Les agents du Service de sécurité de l’Ukraine ont déterminé qu’au printemps 2014, Kiril Vychynsky s’était rendu en Crimée où il avait participé personnellement à des actions de propagande soutenant l’annexion de la péninsule et son adhésion à la Fédération de Russie. Après son retour à Kyiv, Vychynsky a attiré des journalistes subalternes à la préparation de documents dans l'intérêt des Républiques auto-proclamées de Donetsk et de Louhansk. Ainsi, en dirigeant une vraie représentation clandestine de l’outil de propagande russe, " RussiaToday " en Ukraine, Vychynsky participait activement à des actions d’information nuisibles dans le cadre d'une guerre hybride contre notre État.

Il faut dire qu’il travaillait de manière tellement efficace qu’en avril 2014, le ministère de la Défense de la Fédération de Russie l’a décoré d’une médaille " Pour le retour de la Crimée " et en mai 2014, le président russe en personne lui a remis une médaille " Pour service rendu à la Patrie ".

Aujourd’hui.
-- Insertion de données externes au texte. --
pub fn update_session(
    conn: &Connection,
    session_id: &str,
    date: NaiveDate,
    subject_id: &str,
    records: &[RecordInput],
) -> Result<AttendanceSession, CoreError> {
    if load_session(conn, session_id)?.is_none() {
        return Err(CoreError::not_found("attendance record not found")
            .with_details(json!({ "id": session_id })));
    }
    let date_key = date.format(DATE_FORMAT).to_string();
    let tx = conn
        .unchecked_transaction()
        .map_err(|e| CoreError::new("db_tx_failed", e.to_string()))?;
    tx.execute(
        "UPDATE attendance_sessions SET date = ?, subject_id = ? WHERE id = ?",
        (&date_key, subject_id, session_id),
    )
    .map_err(|e| map_write_err(e, "attendance_sessions"))?;
    replace_records(&tx, session_id, records)?;
    tx.commit()
        .map_err(|e| CoreError::new("db_commit_failed", e.to_string()))?;
    info!("attendance session updated id={} date={}", session_id, date_key);

    load_session(conn, session_id)?
        .ok_or_else(|| CoreError::new("db_query_failed", "session vanished after update"))
}

pub fn delete_session(conn: &Connection, session_id: &str) -> Result<AttendanceSession, CoreError> {
    let Some(existing) = load_session(conn, session_id)? else {
        return Err(CoreError::not_found("attendance record not found")
            .with_details(json!({ "id": session_id })));
    };
    let tx = conn
        .unchecked_transaction()
        .map_err(|e| CoreError::new("db_tx_failed", e.to_string()))?;
    tx.execute(
        "DELETE FROM attendance_records WHERE session_id = ?",
        [session_id],
    )
    .map_err(|e| CoreError::store("db_delete_failed", e, "attendance_records"))?;
    tx.execute("DELETE FROM attendance_sessions WHERE id = ?", [session_id])
        .map_err(|e| CoreError::store("db_delete_failed", e, "attendance_sessions"))?;
    tx.commit()
        .map_err(|e| CoreError::new("db_commit_failed", e.to_string()))?;
    info!("attendance session deleted id={}", session_id);
    Ok(existing)
}

/// Sessions for a subject ordered by date then label, optionally bounded (inclusive).
pub fn list_sessions(
    conn: &Connection,
    subject_id: &str,
    start: Option<NaiveDate>,
    end: Option<NaiveDate>,
) -> Result<Vec<AttendanceSession>, CoreError> {
    let start_key = start
        .map(|d| d.format(DATE_FORMAT).to_string())
        .unwrap_or_else(|| "0000-01-01".to_string());
    let end_key = end
        .map(|d| d.format(DATE_FORMAT).to_string())
        .unwrap_or_else(|| "9999-12-31".to_string());
    let mut stmt = conn.prepare(
        "SELECT id FROM attendance_sessions
         WHERE subject_id = ? AND date >= ? AND date <= ?
         ORDER BY date, session",
    )?;
    let ids = stmt
        .query_map((subject_id, &start_key, &end_key), |r| r.get::<_, String>(0))?
        .collect::<Result<Vec<_>, _>>()?;
    let mut out = Vec::with_capacity(ids.len());
    for id in ids {
        if let Some(s) = load_session(conn, &id)? {
            out.push(s);
        }
    }
    Ok(out)
}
Vychynsky est accusé de haute trahison. Le Service de sécurité ukrainien affirme avoir d’autres preuves du crime que celles présentées lors d’une conférence de presse après les perquisitions et l’arrestation de Vychynsky.

Attendons les détails de l’audience du tribunal.

P. S. Le 1er juin, lors d’une audience, Kiril Vychynsky a déclaré qu'il renonçait à la citoyenneté ukrainienne, demandait à être considéré comme citoyen russe et faisait appel à Poutine pour contribuer à sa libération.